What the SEC’s Ongoing Vigilance of Mutual Fund Share Class Selection Means for Advisers

Regulators have showed renewed interest in investment fees in recent years. Specifically, the U.S. Securities and Exchange Commission (SEC) has heightened focus on advisers not complying with the Investment Advisers Act of 1940, when fully disclosing all material conflicts of interest related to their selection of mutual fund classes for clients.

The SEC announced its fee disclosure initiative in 2018[1], when it gave advisers a four-month grace period to self-report violations regarding 12b-1 fees and the selection of mutual fund share classes without risk of being assessed a monetary penalty aside from compensating affected clients. The initiative indicated that SEC staff expected to recommend stronger sanctions in any future actions against investment advisers that it alleges has engaged in the misconduct but failed to take advantage of the initiative.

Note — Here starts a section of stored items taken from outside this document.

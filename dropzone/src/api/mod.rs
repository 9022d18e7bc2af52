//! API layer for HTTP request handling and data models.
//!
//! - **[`handlers`]**: Axum route handlers
//! - **[`models`]**: Response bodies returned by the handlers
//!
//! # API Structure
//!
//! - **Uploads** (`POST /uploads`): Store multipart files, answer with what was written
//! - **Stored files** (`GET /files/{filename}`): Static serving of the upload directory, when enabled
//! - **Health** (`GET /healthz`): Liveness check
//!
//! # OpenAPI Documentation
//!
//! Endpoints are documented with `utoipa`. API documentation is available at `/docs` when the
//! server is running.

pub mod handlers;
pub mod models;
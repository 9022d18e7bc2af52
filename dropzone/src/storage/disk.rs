use super::{Result, StorageError, UploadTarget};
use std::path::{Path, PathBuf};
use tokio::fs::File;
use tokio::io::AsyncWriteExt;

/// An open file receiving the body of one upload.
///
/// Creating a sink truncates any file already at the target path, so a colliding name means the
/// last writer wins.
#[derive(Debug)]
pub struct FileSink {
    path: PathBuf,
    file: File,
    written: u64,
}

impl FileSink {
    pub async fn create(target: &UploadTarget) -> Result<Self> {
        let path = target.path();
        let file = File::create(&path).await.map_err(|source| StorageError::Write {
            path: path.clone(),
            source,
        })?;

        Ok(Self { path, file, written: 0 })
    }

    pub fn path(&self) -> &Path {
        &self.path
    }

    pub async fn write(&mut self, chunk: &[u8]) -> Result<()> {
        self.file.write_all(chunk).await.map_err(|source| StorageError::Write {
            path: self.path.clone(),
            source,
        })?;
        self.written += chunk.len() as u64;
        Ok(())
    }

    /// Flush to disk and return the number of bytes written
    pub async fn finish(mut self) -> Result<u64> {
        let path = self.path;
        self.file.flush().await.map_err(|source| StorageError::Write {
            path: path.clone(),
            source,
        })?;
        self.file
            .sync_all()
            .await
            .map_err(|source| StorageError::Write { path, source })?;
        Ok(self.written)
    }
}

/// Remove a file written earlier in a request that later failed. Best effort: failures are logged.
pub async fn remove_stored_file(path: &Path) {
    match tokio::fs::remove_file(path).await {
        Ok(()) => tracing::debug!(path = ?path, "Removed partially uploaded file"),
        Err(e) if e.kind() == std::io::ErrorKind::NotFound => {}
        Err(e) => tracing::warn!(path = ?path, error = %e, "Failed to remove partially uploaded file"),
    }
}
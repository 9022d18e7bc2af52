use crate::upload::{FormField, StoredFile, UploadedFiles};
use serde::{Deserialize, Serialize};
use utoipa::ToSchema;

/// A file stored by an upload request
#[derive(Debug, Clone, Serialize, Deserialize, ToSchema)]
pub struct StoredFileResponse {
    /// Multipart field the file was sent in
    pub field_name: String,
    /// Filename as sent by the client
    pub original_name: String,
    #[serde(skip_serializing_if = "Option::is_none")]
    pub content_type: Option<String>,
    /// Directory the file was written into
    pub destination: String,
    /// Stored filename, `<epoch-millis>-<original_name>`
    pub filename: String,
    /// Full path of the stored file
    pub path: String,
    /// Size in bytes
    pub size: u64,
}

impl From<&StoredFile> for StoredFileResponse {
    fn from(file: &StoredFile) -> Self {
        Self {
            field_name: file.field_name.clone(),
            original_name: file.original_name.clone(),
            content_type: file.content_type.clone(),
            destination: file.destination.display().to_string(),
            filename: file.filename.clone(),
            path: file.path.display().to_string(),
            size: file.size,
        }
    }
}

/// A text field sent alongside the files
#[derive(Debug, Clone, Serialize, Deserialize, ToSchema)]
pub struct FormFieldResponse {
    pub name: String,
    pub value: String,
}

impl From<&FormField> for FormFieldResponse {
    fn from(field: &FormField) -> Self {
        Self {
            name: field.name.clone(),
            value: field.value.clone(),
        }
    }
}

/// Everything received by an upload request, in body order
#[derive(Debug, Clone, Serialize, Deserialize, ToSchema)]
pub struct UploadResponse {
    pub files: Vec<StoredFileResponse>,
    pub fields: Vec<FormFieldResponse>,
}

impl From<&UploadedFiles> for UploadResponse {
    fn from(uploaded: &UploadedFiles) -> Self {
        Self {
            files: uploaded.files.iter().map(StoredFileResponse::from).collect(),
            fields: uploaded.fields.iter().map(FormFieldResponse::from).collect(),
        }
    }
}
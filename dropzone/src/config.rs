//! Application configuration management.
//!
//! Configuration is loaded from a YAML file with environment variable overrides. The configuration
//! file path defaults to `config.yaml` but can be specified via `-f` flag or `DROPZONE_CONFIG`
//! environment variable. A missing file is not an error: every field has a default.
//!
//! ## Loading Priority
//!
//! 1. **YAML config file** - Base configuration (default: `config.yaml`)
//! 2. **Environment variables** - Variables prefixed with `DROPZONE_` override YAML values
//!
//! For nested config values, use double underscores in environment variables. For example,
//! `DROPZONE_UPLOADS__DIRECTORY=/srv/uploads` sets the `uploads.directory` field.
//!
//! ## Example
//!
//! ```yaml
//! host: 127.0.0.1
//! port: 8080
//! uploads:
//!   directory: upload/
//!   serve_files: true
//!   files:
//!     mode: single
//!     field: file
//! ```

use clap::Parser;
use figment::{
    Figment,
    providers::{Env, Format, Yaml},
};
use serde::{Deserialize, Serialize};
use std::path::PathBuf;

use crate::errors::Error;
use crate::upload::FileSelector;

/// Simple CLI args - just for specifying config file
#[derive(Parser, Debug)]
#[command(author, version, about, long_about = None)]
pub struct Args {
    /// Path to configuration file
    #[arg(short = 'f', long, env = "DROPZONE_CONFIG", default_value = "config.yaml")]
    pub config: String,

    /// Validate configuration and exit without creating the upload directory or starting the server
    #[arg(long)]
    pub validate: bool,
}

#[derive(Debug, Clone, Deserialize, Serialize)]
#[serde(default, deny_unknown_fields)]
pub struct Config {
    /// HTTP server host to bind to (e.g., "0.0.0.0" for all interfaces)
    pub host: String,
    /// HTTP server port to bind to
    pub port: u16,
    /// Enable OpenTelemetry OTLP export for distributed tracing
    pub enable_otel_export: bool,
    pub uploads: UploadConfig,
}

#[derive(Debug, Clone, Deserialize, Serialize)]
#[serde(default, deny_unknown_fields)]
pub struct UploadConfig {
    /// Directory uploaded files are written into. Created at startup if missing.
    pub directory: PathBuf,
    /// Which multipart fields may carry files
    pub files: FileSelector,
    /// Serve stored files back under `/files/{filename}`
    pub serve_files: bool,
}

impl Default for UploadConfig {
    fn default() -> Self {
        Self {
            directory: PathBuf::from("upload/"),
            files: FileSelector::Any,
            serve_files: false,
        }
    }
}

impl Default for Config {
    fn default() -> Self {
        Self {
            host: "0.0.0.0".to_string(),
            port: 3001,
            enable_otel_export: false,
            uploads: UploadConfig::default(),
        }
    }
}

impl Config {
    #[allow(clippy::result_large_err)]
    pub fn load(args: &Args) -> Result<Self, figment::Error> {
        let config: Self = Self::figment(args).extract()?;
        config.validate().map_err(|e| figment::Error::from(e.to_string()))?;
        Ok(config)
    }

    pub fn figment(args: &Args) -> Figment {
        Figment::new()
            .merge(Yaml::file(&args.config))
            // DROPZONE_CONFIG names the file itself and is read by clap
            .merge(Env::prefixed("DROPZONE_").ignore(&["CONFIG"]).split("__"))
    }

    /// Validate the configuration for consistency and required fields
    pub fn validate(&self) -> Result<(), Error> {
        if self.uploads.directory.as_os_str().is_empty() {
            return Err(Error::Internal {
                operation: "Config validation: uploads.directory cannot be empty".to_string(),
            });
        }

        self.uploads.files.validate().map_err(|reason| Error::Internal {
            operation: format!("Config validation: invalid uploads.files selector: {reason}"),
        })?;

        Ok(())
    }

    pub fn bind_address(&self) -> String {
        format!("{}:{}", self.host, self.port)
    }
}

#[cfg(test)]
mod tests {
    use super::*;
    use crate::upload::FieldLimit;
    use figment::Jail;

    fn args(config: &str) -> Args {
        Args {
            config: config.to_string(),
            validate: false,
        }
    }

    #[test]
    fn test_defaults_without_config_file() {
        Jail::expect_with(|_jail| {
            let config = Config::load(&args("missing.yaml"))?;

            assert_eq!(config.host, "0.0.0.0");
            assert_eq!(config.port, 3001);
            assert_eq!(config.uploads.directory, PathBuf::from("upload/"));
            assert_eq!(config.uploads.files, FileSelector::Any);
            assert!(!config.uploads.serve_files);
            assert!(!config.enable_otel_export);

            Ok(())
        });
    }

    #[test]
    fn test_yaml_config() {
        Jail::expect_with(|jail| {
            jail.create_file(
                "test.yaml",
                r#"
port: 8080
uploads:
  directory: /srv/dropzone
  serve_files: true
  files:
    mode: fields
    fields:
      - name: avatar
        max_count: 1
      - name: gallery
"#,
            )?;

            let config = Config::load(&args("test.yaml"))?;

            assert_eq!(config.port, 8080);
            assert_eq!(config.uploads.directory, PathBuf::from("/srv/dropzone"));
            assert!(config.uploads.serve_files);
            assert_eq!(
                config.uploads.files,
                FileSelector::Fields {
                    fields: vec![
                        FieldLimit {
                            name: "avatar".to_string(),
                            max_count: Some(1),
                        },
                        FieldLimit {
                            name: "gallery".to_string(),
                            max_count: None,
                        },
                    ]
                }
            );

            Ok(())
        });
    }

    #[test]
    fn test_env_override() {
        Jail::expect_with(|jail| {
            jail.create_file(
                "test.yaml",
                r#"
host: 0.0.0.0
uploads:
  directory: from-yaml/
"#,
            )?;

            jail.set_env("DROPZONE_HOST", "127.0.0.1");
            jail.set_env("DROPZONE_PORT", "9090");
            jail.set_env("DROPZONE_UPLOADS__DIRECTORY", "from-env/");

            let config = Config::load(&args("test.yaml"))?;

            assert_eq!(config.host, "127.0.0.1");
            assert_eq!(config.port, 9090);
            assert_eq!(config.uploads.directory, PathBuf::from("from-env/"));
            assert_eq!(config.bind_address(), "127.0.0.1:9090");

            Ok(())
        });
    }

    #[test]
    fn test_config_path_env_is_not_a_config_key() {
        Jail::expect_with(|jail| {
            jail.set_env("DROPZONE_CONFIG", "elsewhere.yaml");

            let config = Config::load(&args("missing.yaml"))?;
            assert_eq!(config.port, 3001);

            Ok(())
        });
    }

    #[test]
    fn test_unknown_fields_rejected() {
        Jail::expect_with(|jail| {
            jail.create_file(
                "test.yaml",
                r#"
uploads:
  dir: typo/
"#,
            )?;

            assert!(Config::load(&args("test.yaml")).is_err());

            Ok(())
        });
    }

    #[test]
    fn test_invalid_selector_rejected() {
        Jail::expect_with(|jail| {
            jail.create_file(
                "test.yaml",
                r#"
uploads:
  files:
    mode: array
    field: photos
    max_count: 0
"#,
            )?;

            let result = Config::load(&args("test.yaml"));
            assert!(result.is_err());
            assert!(result.unwrap_err().to_string().contains("max_count"));

            Ok(())
        });
    }

    #[test]
    fn test_validation_empty_directory() {
        let mut config = Config::default();
        config.uploads.directory = PathBuf::new();

        let result = config.validate();
        assert!(result.is_err());
        assert!(result.unwrap_err().to_string().contains("uploads.directory"));
    }

    #[test]
    fn test_validation_valid_config() {
        assert!(Config::default().validate().is_ok());
    }
}
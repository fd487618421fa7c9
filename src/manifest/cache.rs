//! Version-keyed cache in front of a manifest repository

use std::sync::Arc;

use async_trait::async_trait;
use dashmap::DashMap;
use tracing::debug;

use super::{ManifestBundle, ManifestRepository, ManifestRequest};
use crate::provider::ProviderKind;
use crate::Result;

type CacheKey = (ProviderKind, String, String, Option<String>);

/// Caches resolved releases by (kind, name, version, location).
///
/// Released versions are immutable, so a hit never goes stale. Requests for
/// `latest` always reach the inner repository, and failures are never cached.
pub struct CachedRepository<R> {
    inner: R,
    bundles: DashMap<CacheKey, Arc<ManifestBundle>>,
}

impl<R: ManifestRepository> CachedRepository<R> {
    /// Wrap a repository
    pub fn new(inner: R) -> Self {
        Self {
            inner,
            bundles: DashMap::new(),
        }
    }

    /// Number of cached releases
    pub fn len(&self) -> usize {
        self.bundles.len()
    }

    /// Whether nothing has been cached yet
    pub fn is_empty(&self) -> bool {
        self.bundles.is_empty()
    }

    fn key(request: &ManifestRequest) -> CacheKey {
        (
            request.kind,
            request.name.clone(),
            request.version.clone(),
            request.fetch_config.as_ref().and_then(|f| f.url.clone()),
        )
    }
}

#[async_trait]
impl<R: ManifestRepository> ManifestRepository for CachedRepository<R> {
    async fn resolve(&self, request: &ManifestRequest) -> Result<Arc<ManifestBundle>> {
        if request.is_latest() {
            return self.inner.resolve(request).await;
        }

        let key = Self::key(request);
        if let Some(bundle) = self.bundles.get(&key) {
            debug!(provider = %request.provider_label(), version = %request.version, "Release cache hit");
            return Ok(bundle.clone());
        }

        let bundle = self.inner.resolve(request).await?;
        self.bundles.insert(key, bundle.clone());
        Ok(bundle)
    }
}
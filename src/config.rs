//! Operator configuration
//!
//! The binary builds this from flags and environment variables; tests build
//! it directly. Engine code reads it through the shared controller context.

use std::path::PathBuf;
use std::time::Duration;

use crate::Error;

/// Tunables for the reconciliation engine
#[derive(Debug, Clone)]
pub struct OperatorConfig {
    /// Root of the local manifest repository
    pub providers_dir: PathBuf,
    /// Reconciliations allowed in flight per provider kind
    pub max_concurrent_reconciles: usize,
    /// First requeue delay after a retryable failure
    pub backoff_base: Duration,
    /// Ceiling on any requeue delay
    pub backoff_max: Duration,
    /// Attempts per component operation when writes conflict
    pub conflict_attempts: u32,
    /// Bound on a single manifest repository fetch
    pub fetch_timeout: Duration,
    /// Bound on a single target environment call
    pub call_timeout: Duration,
    /// Re-verify ready providers this often, `None` to only react to changes
    pub resync_period: Option<Duration>,
}

impl Default for OperatorConfig {
    fn default() -> Self {
        Self {
            providers_dir: PathBuf::from("/providers"),
            max_concurrent_reconciles: 1,
            backoff_base: Duration::from_secs(1),
            backoff_max: Duration::from_secs(300), // 5 minutes
            conflict_attempts: 5,
            fetch_timeout: Duration::from_secs(30),
            call_timeout: Duration::from_secs(30),
            resync_period: Some(Duration::from_secs(600)),
        }
    }
}

impl OperatorConfig {
    /// Reject settings the engine cannot run with
    pub fn validate(&self) -> Result<(), Error> {
        if self.max_concurrent_reconciles == 0 {
            return Err(Error::validation("max_concurrent_reconciles must be at least 1"));
        }
        if self.conflict_attempts == 0 {
            return Err(Error::validation("conflict_attempts must be at least 1"));
        }
        if self.backoff_base > self.backoff_max {
            return Err(Error::validation(format!(
                "backoff base {:?} exceeds ceiling {:?}",
                self.backoff_base, self.backoff_max
            )));
        }
        if self.fetch_timeout.is_zero() || self.call_timeout.is_zero() {
            return Err(Error::validation("timeouts must be non-zero"));
        }
        Ok(())
    }
}
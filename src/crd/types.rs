//! Shared types for the provider CRDs
//!
//! All four provider kinds carry the same spec and status shape; only the kind
//! tag differs.

use std::collections::BTreeMap;

use chrono::{DateTime, Utc};
use schemars::schema::{ArrayValidation, InstanceType, Schema, SchemaObject};
use schemars::JsonSchema;
use serde::{Deserialize, Serialize};

/// Sentinel version that resolves to the newest release in the repository
pub const LATEST_VERSION: &str = "latest";

/// Condition type summarising whether the provider is installed and converged
pub const CONDITION_READY: &str = "Ready";

/// Condition type recording the outcome of the last install or upgrade
pub const CONDITION_INSTALLED: &str = "ProviderInstalled";

/// Desired state shared by every provider kind
#[derive(Clone, Debug, Default, Deserialize, Serialize, JsonSchema, PartialEq)]
#[serde(rename_all = "camelCase")]
pub struct ProviderSpec {
    /// Desired release, a semantic version or `latest`
    pub version: String,

    /// Where to obtain the provider's manifests
    #[serde(default, skip_serializing_if = "Option::is_none")]
    pub fetch_config: Option<FetchConfig>,

    /// Values substituted for `${VAR}` references in the manifests
    #[serde(default, skip_serializing_if = "BTreeMap::is_empty")]
    pub variables: BTreeMap<String, String>,

    /// JSON merge patches applied to matching components after fetch
    ///
    /// A patch matches a component when its `apiVersion`, `kind` and
    /// `metadata.name` (and `metadata.namespace`, if set) equal the component's.
    #[serde(default, skip_serializing_if = "Vec::is_empty")]
    #[schemars(schema_with = "preserve_unknown_list")]
    pub manifest_patches: Vec<serde_json::Value>,
}

impl ProviderSpec {
    /// Create a spec for the given version with no overrides
    pub fn for_version(version: impl Into<String>) -> Self {
        Self {
            version: version.into(),
            ..Default::default()
        }
    }

    /// Whether the desired version is the `latest` sentinel
    pub fn wants_latest(&self) -> bool {
        self.version == LATEST_VERSION
    }
}

fn preserve_unknown_list(_: &mut schemars::gen::SchemaGenerator) -> Schema {
    let mut item = SchemaObject {
        instance_type: Some(InstanceType::Object.into()),
        ..Default::default()
    };
    item.extensions.insert(
        "x-kubernetes-preserve-unknown-fields".to_string(),
        serde_json::Value::Bool(true),
    );
    SchemaObject {
        instance_type: Some(InstanceType::Array.into()),
        array: Some(Box::new(ArrayValidation {
            items: Some(Schema::Object(item).into()),
            ..Default::default()
        })),
        ..Default::default()
    }
    .into()
}

/// Location descriptor for a provider's manifests
#[derive(Clone, Debug, Default, Deserialize, Serialize, JsonSchema, PartialEq)]
#[serde(rename_all = "camelCase")]
pub struct FetchConfig {
    /// Repository root (a path or `file://` URL); defaults to the operator's providers directory
    #[serde(default, skip_serializing_if = "Option::is_none")]
    pub url: Option<String>,

    /// Name of the provider in the repository; defaults to the resource name
    #[serde(default, skip_serializing_if = "Option::is_none")]
    pub provider_name: Option<String>,
}

/// Lifecycle phase of a provider
#[derive(Clone, Copy, Debug, Default, Deserialize, Serialize, JsonSchema, PartialEq, Eq)]
pub enum ProviderPhase {
    /// Not yet reconciled
    #[default]
    Pending,
    /// Resolving the manifest bundle
    Fetching,
    /// First install of the bundle in progress
    Installing,
    /// Version change in progress
    Upgrading,
    /// Installed version matches desired and components are converged
    Ready,
    /// Owned components are being removed
    Deleting,
    /// Owned components are gone and the resource was released
    Deleted,
    /// Last reconciliation failed
    Failed,
}

impl std::fmt::Display for ProviderPhase {
    fn fmt(&self, f: &mut std::fmt::Formatter<'_>) -> std::fmt::Result {
        match self {
            Self::Pending => write!(f, "Pending"),
            Self::Fetching => write!(f, "Fetching"),
            Self::Installing => write!(f, "Installing"),
            Self::Upgrading => write!(f, "Upgrading"),
            Self::Ready => write!(f, "Ready"),
            Self::Deleting => write!(f, "Deleting"),
            Self::Deleted => write!(f, "Deleted"),
            Self::Failed => write!(f, "Failed"),
        }
    }
}

/// Condition status following Kubernetes conventions
#[derive(Clone, Copy, Debug, Default, Deserialize, Serialize, JsonSchema, PartialEq, Eq)]
pub enum ConditionStatus {
    /// Condition is true
    True,
    /// Condition is false
    False,
    /// Condition status is unknown
    #[default]
    Unknown,
}

impl std::fmt::Display for ConditionStatus {
    fn fmt(&self, f: &mut std::fmt::Formatter<'_>) -> std::fmt::Result {
        match self {
            Self::True => write!(f, "True"),
            Self::False => write!(f, "False"),
            Self::Unknown => write!(f, "Unknown"),
        }
    }
}

/// Kubernetes-style condition for status reporting
#[derive(Clone, Debug, Deserialize, Serialize, JsonSchema, PartialEq)]
pub struct Condition {
    /// Type of condition (e.g., Ready, ProviderInstalled)
    #[serde(rename = "type")]
    pub type_: String,

    /// Status of the condition (True, False, Unknown)
    pub status: ConditionStatus,

    /// Machine-readable reason for the condition
    pub reason: String,

    /// Human-readable message
    pub message: String,

    /// Last time the condition transitioned
    #[serde(rename = "lastTransitionTime")]
    pub last_transition_time: DateTime<Utc>,
}

impl Condition {
    /// Create a new condition with the current timestamp
    pub fn new(
        type_: impl Into<String>,
        status: ConditionStatus,
        reason: impl Into<String>,
        message: impl Into<String>,
    ) -> Self {
        Self {
            type_: type_.into(),
            status,
            reason: reason.into(),
            message: message.into(),
            last_transition_time: Utc::now(),
        }
    }
}

/// Observed state shared by every provider kind
#[derive(Clone, Debug, Default, Deserialize, Serialize, JsonSchema, PartialEq)]
#[serde(rename_all = "camelCase")]
pub struct ProviderStatus {
    /// Current lifecycle phase
    #[serde(default)]
    pub phase: ProviderPhase,

    /// Conditions, one per type, in first-set order
    #[serde(default, skip_serializing_if = "Vec::is_empty")]
    pub conditions: Vec<Condition>,

    /// Release currently applied to the target environment
    #[serde(default, skip_serializing_if = "Option::is_none")]
    pub installed_version: Option<String>,

    /// Spec generation the status last fully converged to
    #[serde(default, skip_serializing_if = "Option::is_none")]
    pub observed_generation: Option<i64>,
}

impl ProviderStatus {
    /// Set the phase and return self for chaining
    pub fn phase(mut self, phase: ProviderPhase) -> Self {
        self.phase = phase;
        self
    }

    /// Set a condition and return self for chaining
    pub fn condition(mut self, condition: Condition) -> Self {
        self.set_condition(condition);
        self
    }

    /// Merge a condition into the set.
    ///
    /// A condition of the same type is replaced in place. Its transition time
    /// is kept when the status value did not change.
    pub fn set_condition(&mut self, mut condition: Condition) {
        match self
            .conditions
            .iter_mut()
            .find(|c| c.type_ == condition.type_)
        {
            Some(existing) => {
                if existing.status == condition.status {
                    condition.last_transition_time = existing.last_transition_time;
                }
                *existing = condition;
            }
            None => self.conditions.push(condition),
        }
    }

    /// Look up a condition by type
    pub fn get_condition(&self, type_: &str) -> Option<&Condition> {
        self.conditions.iter().find(|c| c.type_ == type_)
    }

    /// Whether the Ready condition is True
    pub fn is_ready(&self) -> bool {
        self.get_condition(CONDITION_READY)
            .is_some_and(|c| c.status == ConditionStatus::True)
    }
}
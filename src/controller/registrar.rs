//! Kind registration
//!
//! Registers the generic reconciler once per provider kind. A
//! [`ProviderSource`] supplies the store each kind reads from and the feed
//! of changes that drives its controller.

use std::collections::BTreeMap;
use std::sync::Arc;

use kube::Client;
use tracing::info;

use super::manager::Manager;
use super::reconciler::{ControllerHandle, GenericProviderReconciler};
use super::watch::{kube_feed, memory_feed, ProviderFeed};
use super::{Context, ControllerOptions};
use crate::crd::{BootstrapProvider, ControlPlaneProvider, CoreProvider, InfrastructureProvider};
use crate::provider::{ProviderKind, ProviderResource};
use crate::store::{InMemoryStores, KubeProviderStore, ProviderStore};

/// Where providers of each kind live and how changes to them are observed
pub trait ProviderSource {
    /// Store for providers of type `P`
    fn store<P: ProviderResource>(&self) -> Arc<dyn ProviderStore<P>>;

    /// Observed providers of type `P` and the changes to them
    fn feed<P: ProviderResource>(&self) -> ProviderFeed<P>;
}

/// Providers stored as custom resources in a Kubernetes cluster
#[derive(Clone)]
pub struct KubeSource {
    client: Client,
}

impl KubeSource {
    /// Read providers through `client`
    pub fn new(client: Client) -> Self {
        Self { client }
    }
}

impl ProviderSource for KubeSource {
    fn store<P: ProviderResource>(&self) -> Arc<dyn ProviderStore<P>> {
        Arc::new(KubeProviderStore::<P>::new(self.client.clone()))
    }

    fn feed<P: ProviderResource>(&self) -> ProviderFeed<P> {
        kube_feed(self.client.clone())
    }
}

impl ProviderSource for InMemoryStores {
    fn store<P: ProviderResource>(&self) -> Arc<dyn ProviderStore<P>> {
        self.typed::<P>()
    }

    fn feed<P: ProviderResource>(&self) -> ProviderFeed<P> {
        memory_feed(self.typed::<P>())
    }
}

/// Handles of the registered controllers, one per kind
#[derive(Clone, Default)]
pub struct Registrations {
    handles: BTreeMap<ProviderKind, ControllerHandle>,
}

impl Registrations {
    /// Handle for `kind`, if it was registered
    pub fn get(&self, kind: ProviderKind) -> Option<&ControllerHandle> {
        self.handles.get(&kind)
    }

    /// Registered kinds
    pub fn kinds(&self) -> impl Iterator<Item = ProviderKind> + '_ {
        self.handles.keys().copied()
    }

    /// Number of registered kinds
    pub fn len(&self) -> usize {
        self.handles.len()
    }

    /// Whether nothing was registered
    pub fn is_empty(&self) -> bool {
        self.handles.is_empty()
    }
}

fn register<P: ProviderResource, S: ProviderSource>(
    registrations: &mut Registrations,
    manager: &Manager,
    ctx: &Arc<Context>,
    source: &S,
    options: ControllerOptions,
) {
    let reconciler = GenericProviderReconciler::<P>::new(ctx.clone(), source.store::<P>());
    let handle = reconciler.setup_with_manager(manager, options, source.feed::<P>());
    info!(kind = %P::KIND, "Registered provider controller");
    registrations.handles.insert(P::KIND, handle);
}

/// Register a controller for each of the four provider kinds.
///
/// Controllers start reconciling once the manager's readiness gates open.
/// Kinds share nothing but the context: each has its own controller and
/// concurrency limit.
pub fn register_providers<S: ProviderSource>(
    manager: &Manager,
    ctx: Arc<Context>,
    source: &S,
    options: ControllerOptions,
) -> Registrations {
    let mut registrations = Registrations::default();
    register::<CoreProvider, _>(&mut registrations, manager, &ctx, source, options);
    register::<InfrastructureProvider, _>(&mut registrations, manager, &ctx, source, options);
    register::<BootstrapProvider, _>(&mut registrations, manager, &ctx, source, options);
    register::<ControlPlaneProvider, _>(&mut registrations, manager, &ctx, source, options);
    registrations
}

The advancement of data-driven initiatives has emboldened regulators to detect share-class issues faster than ever before and prompted advisers to review the language and adequacy of their policies and procedures.


A 2022 Exam Priority

Earlier this year, the SEC announced plans to target RIAs’ use of 12b-1 fees in wrap accounts where the RIA may be responsible for paying transaction fees[2]. In April, the SEC charged an Illinois-based advisory firm with investing certain clients’ assets in higher-cost mutual fund share classes — as part of a wrap fee arrangement — that included 12b-1 fees[3].

According to the SEC’s order, the firm invested certain clients’ assets in higher-cost mutual fund share classes than were otherwise available while failing to disclose the conflicts of interest associated with those investment recommendations. Although the firm and its IARs did not receive any of these 12b-1 fees, by investing clients in no- transaction-fee share classes, the firm and its IARs avoided paying transaction fees on client trades of these mutual funds.

Section 206(2) of the Investment Advisers Act of 1940 imposes a fiduciary duty on investment advisers to act for their clients’ benefit, including an affirmative duty of utmost good faith and full disclosure of all material facts in any registration application or report filed with the commission.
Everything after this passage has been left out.